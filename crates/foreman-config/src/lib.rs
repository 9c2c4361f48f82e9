pub mod loader;
pub mod schema;

pub use loader::{find_config_path, load_config, resolve_data_dir, save_config};
pub use schema::{
    BudgetsConfig, Config, LimitsConfig, MemoryConfig, ModelRef, ModelsConfig, PricingConfig,
    ProviderConfig, ProvidersConfig, StorageConfig, TierPricing, TokenBudget, TokensConfig,
};
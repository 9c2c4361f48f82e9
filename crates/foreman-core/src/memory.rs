use std::path::Path;
use std::sync::Mutex;

use anyhow::Result;
use chrono::Utc;
use rusqlite::Connection;
use serde::Serialize;

use crate::task::{Task, TaskStatus};

/// Ephemeral task-scoped note, one per tool result, ordered by insertion.
#[derive(Debug, Clone, Serialize)]
pub struct SessionItem {
    pub id: i64,
    pub task_id: String,
    pub step: u32,
    pub content: String,
    pub created_at: String,
}

/// Durable keyword-tagged fact, retrievable across tasks. Never expires;
/// only explicit deletion removes it.
#[derive(Debug, Clone, Serialize)]
pub struct LongTermItem {
    pub id: String,
    pub content: String,
    pub tags: Vec<String>,
    pub origin: String,
    pub created_at: String,
}

impl LongTermItem {
    pub fn new(content: &str, tags: Vec<String>, origin: &str) -> Self {
        Self {
            id: uuid::Uuid::new_v4().to_string()[..8].to_string(),
            content: content.to_string(),
            tags,
            origin: origin.to_string(),
            created_at: Utc::now().to_rfc3339(),
        }
    }
}

/// Persisted task row for audit/history.
#[derive(Debug, Clone, Serialize)]
pub struct TaskRecord {
    pub id: String,
    pub origin: String,
    pub description: String,
    pub status: String,
    pub tier: Option<String>,
    pub steps: u32,
    pub cost_usd: f64,
    pub outcome: Option<String>,
    pub created_at: String,
    pub completed_at: Option<String>,
}

/// SQLite-backed record store for session memory, long-term memory, and
/// task audit rows. Append-mostly; long-term promotion is last-write-wins.
pub struct MemoryStore {
    conn: Mutex<Connection>,
}

impl MemoryStore {
    pub fn new(db_path: &Path) -> Result<Self> {
        if let Some(parent) = db_path.parent() {
            std::fs::create_dir_all(parent)?;
        }

        let conn = Connection::open(db_path)?;
        conn.execute_batch("PRAGMA journal_mode=WAL;")?;
        conn.execute_batch(
            "CREATE TABLE IF NOT EXISTS tasks (
                id TEXT PRIMARY KEY,
                origin TEXT NOT NULL,
                description TEXT NOT NULL,
                status TEXT NOT NULL,
                tier TEXT,
                steps INTEGER NOT NULL DEFAULT 0,
                cost_usd REAL NOT NULL DEFAULT 0.0,
                outcome TEXT,
                created_at TEXT NOT NULL,
                completed_at TEXT
            );

            CREATE TABLE IF NOT EXISTS memory_session (
                id INTEGER PRIMARY KEY AUTOINCREMENT,
                task_id TEXT NOT NULL,
                step INTEGER NOT NULL,
                content TEXT NOT NULL,
                created_at TEXT NOT NULL
            );
            CREATE INDEX IF NOT EXISTS idx_session_task ON memory_session(task_id);

            CREATE TABLE IF NOT EXISTS memory_long_term (
                id TEXT PRIMARY KEY,
                content TEXT NOT NULL,
                tags TEXT NOT NULL,
                origin TEXT NOT NULL,
                created_at TEXT NOT NULL
            );",
        )?;

        Ok(Self {
            conn: Mutex::new(conn),
        })
    }

    fn lock_conn(&self) -> Result<std::sync::MutexGuard<'_, Connection>> {
        self.conn
            .lock()
            .map_err(|e| anyhow::anyhow!("memory store lock poisoned: {e}"))
    }

    // === Session memory ===

    /// Append one note for a tool result. The autoincrement id preserves
    /// request order within and across steps.
    pub fn append_session(&self, task_id: &str, step: u32, content: &str) -> Result<()> {
        let conn = self.lock_conn()?;
        conn.execute(
            "INSERT INTO memory_session (task_id, step, content, created_at)
             VALUES (?1, ?2, ?3, ?4)",
            rusqlite::params![task_id, step as i64, content, Utc::now().to_rfc3339()],
        )?;
        Ok(())
    }

    /// Session items for a task in insertion order.
    pub fn session_items(&self, task_id: &str) -> Result<Vec<SessionItem>> {
        let conn = self.lock_conn()?;
        let mut stmt = conn.prepare(
            "SELECT id, task_id, step, content, created_at
             FROM memory_session WHERE task_id = ?1 ORDER BY id ASC",
        )?;
        let rows = stmt
            .query_map([task_id], |row| {
                Ok(SessionItem {
                    id: row.get(0)?,
                    task_id: row.get(1)?,
                    step: row.get::<_, i64>(2)? as u32,
                    content: row.get(3)?,
                    created_at: row.get(4)?,
                })
            })?
            .filter_map(|r| r.ok())
            .collect();
        Ok(rows)
    }

    pub fn clear_session(&self, task_id: &str) -> Result<()> {
        let conn = self.lock_conn()?;
        conn.execute("DELETE FROM memory_session WHERE task_id = ?1", [task_id])?;
        Ok(())
    }

    // === Long-term memory ===

    /// Insert or overwrite a long-term item. Concurrent writers on the same
    /// id resolve last-write-wins.
    pub fn promote_long_term(&self, item: &LongTermItem) -> Result<()> {
        let conn = self.lock_conn()?;
        conn.execute(
            "INSERT OR REPLACE INTO memory_long_term (id, content, tags, origin, created_at)
             VALUES (?1, ?2, ?3, ?4, ?5)",
            rusqlite::params![
                item.id,
                item.content,
                item.tags.join(","),
                item.origin,
                item.created_at,
            ],
        )?;
        Ok(())
    }

    /// Keyword search over tags, ranked by number of matching keywords then
    /// recency.
    pub fn search_long_term(&self, keywords: &[String], limit: usize) -> Result<Vec<LongTermItem>> {
        if keywords.is_empty() {
            return Ok(Vec::new());
        }

        let conditions = vec!["tags LIKE ?"; keywords.len()].join(" OR ");
        let params: Vec<String> = keywords.iter().map(|k| format!("%{k}%")).collect();

        let conn = self.lock_conn()?;
        let sql = format!(
            "SELECT id, content, tags, origin, created_at FROM memory_long_term WHERE {conditions}"
        );
        let mut stmt = conn.prepare(&sql)?;
        let mut rows: Vec<LongTermItem> = stmt
            .query_map(rusqlite::params_from_iter(params.iter()), |row| {
                Ok(LongTermItem {
                    id: row.get(0)?,
                    content: row.get(1)?,
                    tags: row
                        .get::<_, String>(2)?
                        .split(',')
                        .filter(|t| !t.is_empty())
                        .map(str::to_string)
                        .collect(),
                    origin: row.get(3)?,
                    created_at: row.get(4)?,
                })
            })?
            .filter_map(|r| r.ok())
            .collect();

        let match_count = |item: &LongTermItem| {
            keywords
                .iter()
                .filter(|k| item.tags.iter().any(|t| t.contains(k.as_str())))
                .count()
        };
        rows.sort_by(|a, b| {
            match_count(b)
                .cmp(&match_count(a))
                .then(b.created_at.cmp(&a.created_at))
        });
        rows.truncate(limit);
        Ok(rows)
    }

    /// Most recent long-term items written from a given origin.
    pub fn pinned_for(&self, origin: &str, limit: usize) -> Result<Vec<LongTermItem>> {
        let conn = self.lock_conn()?;
        let mut stmt = conn.prepare(
            "SELECT id, content, tags, origin, created_at FROM memory_long_term
             WHERE origin = ?1 ORDER BY created_at DESC LIMIT ?2",
        )?;
        let rows = stmt
            .query_map(rusqlite::params![origin, limit as i64], |row| {
                Ok(LongTermItem {
                    id: row.get(0)?,
                    content: row.get(1)?,
                    tags: row
                        .get::<_, String>(2)?
                        .split(',')
                        .filter(|t| !t.is_empty())
                        .map(str::to_string)
                        .collect(),
                    origin: row.get(3)?,
                    created_at: row.get(4)?,
                })
            })?
            .filter_map(|r| r.ok())
            .collect();
        Ok(rows)
    }

    /// Returns true when a row was actually removed.
    pub fn delete_long_term(&self, id: &str) -> Result<bool> {
        let conn = self.lock_conn()?;
        let changed = conn.execute("DELETE FROM memory_long_term WHERE id = ?1", [id])?;
        Ok(changed > 0)
    }

    pub fn list_long_term(&self, limit: usize) -> Result<Vec<LongTermItem>> {
        let conn = self.lock_conn()?;
        let mut stmt = conn.prepare(
            "SELECT id, content, tags, origin, created_at FROM memory_long_term
             ORDER BY created_at DESC LIMIT ?1",
        )?;
        let rows = stmt
            .query_map([limit as i64], |row| {
                Ok(LongTermItem {
                    id: row.get(0)?,
                    content: row.get(1)?,
                    tags: row
                        .get::<_, String>(2)?
                        .split(',')
                        .filter(|t| !t.is_empty())
                        .map(str::to_string)
                        .collect(),
                    origin: row.get(3)?,
                    created_at: row.get(4)?,
                })
            })?
            .filter_map(|r| r.ok())
            .collect();
        Ok(rows)
    }

    // === Task audit rows ===

    pub fn insert_task(&self, task: &Task) -> Result<()> {
        let conn = self.lock_conn()?;
        conn.execute(
            "INSERT INTO tasks (id, origin, description, status, tier, steps, cost_usd, outcome, created_at, completed_at)
             VALUES (?1, ?2, ?3, ?4, ?5, ?6, ?7, ?8, ?9, ?10)",
            rusqlite::params![
                task.id,
                task.origin,
                task.description,
                task.status.as_str(),
                task.tier.map(|t| t.as_str()),
                task.step as i64,
                task.cost_usd,
                task.outcome,
                task.created_at,
                task.completed_at,
            ],
        )?;
        Ok(())
    }

    pub fn update_task(&self, task: &Task) -> Result<()> {
        let conn = self.lock_conn()?;
        conn.execute(
            "UPDATE tasks SET status = ?2, tier = ?3, steps = ?4, cost_usd = ?5, outcome = ?6, completed_at = ?7
             WHERE id = ?1",
            rusqlite::params![
                task.id,
                task.status.as_str(),
                task.tier.map(|t| t.as_str()),
                task.step as i64,
                task.cost_usd,
                task.outcome,
                task.completed_at,
            ],
        )?;
        Ok(())
    }

    pub fn get_task(&self, task_id: &str) -> Result<Option<TaskRecord>> {
        let conn = self.lock_conn()?;
        let mut stmt = conn.prepare(
            "SELECT id, origin, description, status, tier, steps, cost_usd, outcome, created_at, completed_at
             FROM tasks WHERE id = ?1",
        )?;
        let mut rows = stmt.query_map([task_id], row_to_task_record)?;
        Ok(rows.next().transpose()?)
    }

    /// Non-terminal tasks, oldest first.
    pub fn active_tasks(&self) -> Result<Vec<TaskRecord>> {
        let conn = self.lock_conn()?;
        let mut stmt = conn.prepare(
            "SELECT id, origin, description, status, tier, steps, cost_usd, outcome, created_at, completed_at
             FROM tasks WHERE status IN ('pending', 'running', 'checkpoint_wait')
             ORDER BY created_at ASC",
        )?;
        let rows = stmt
            .query_map([], row_to_task_record)?
            .filter_map(|r| r.ok())
            .collect();
        Ok(rows)
    }

    /// Mark tasks left non-terminal by a previous process as failed.
    /// Returns the ids that were recovered.
    pub fn recover_stale_tasks(&self, note: &str) -> Result<Vec<String>> {
        let stale = self.active_tasks()?;
        let conn = self.lock_conn()?;
        let now = Utc::now().to_rfc3339();
        let mut recovered = Vec::new();
        for task in stale {
            conn.execute(
                "UPDATE tasks SET status = ?2, outcome = ?3, completed_at = ?4 WHERE id = ?1",
                rusqlite::params![task.id, TaskStatus::Failed.as_str(), note, now],
            )?;
            recovered.push(task.id);
        }
        Ok(recovered)
    }
}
• • • •
*The problem*: Pick each line holding the word "INTEGER" out of the data and copy it.

*Answer to this exercise*:
                steps INTEGER NOT NULL DEFAULT 0,
                id INTEGER PRIMARY KEY AUTOINCREMENT,
                step INTEGER NOT NULL,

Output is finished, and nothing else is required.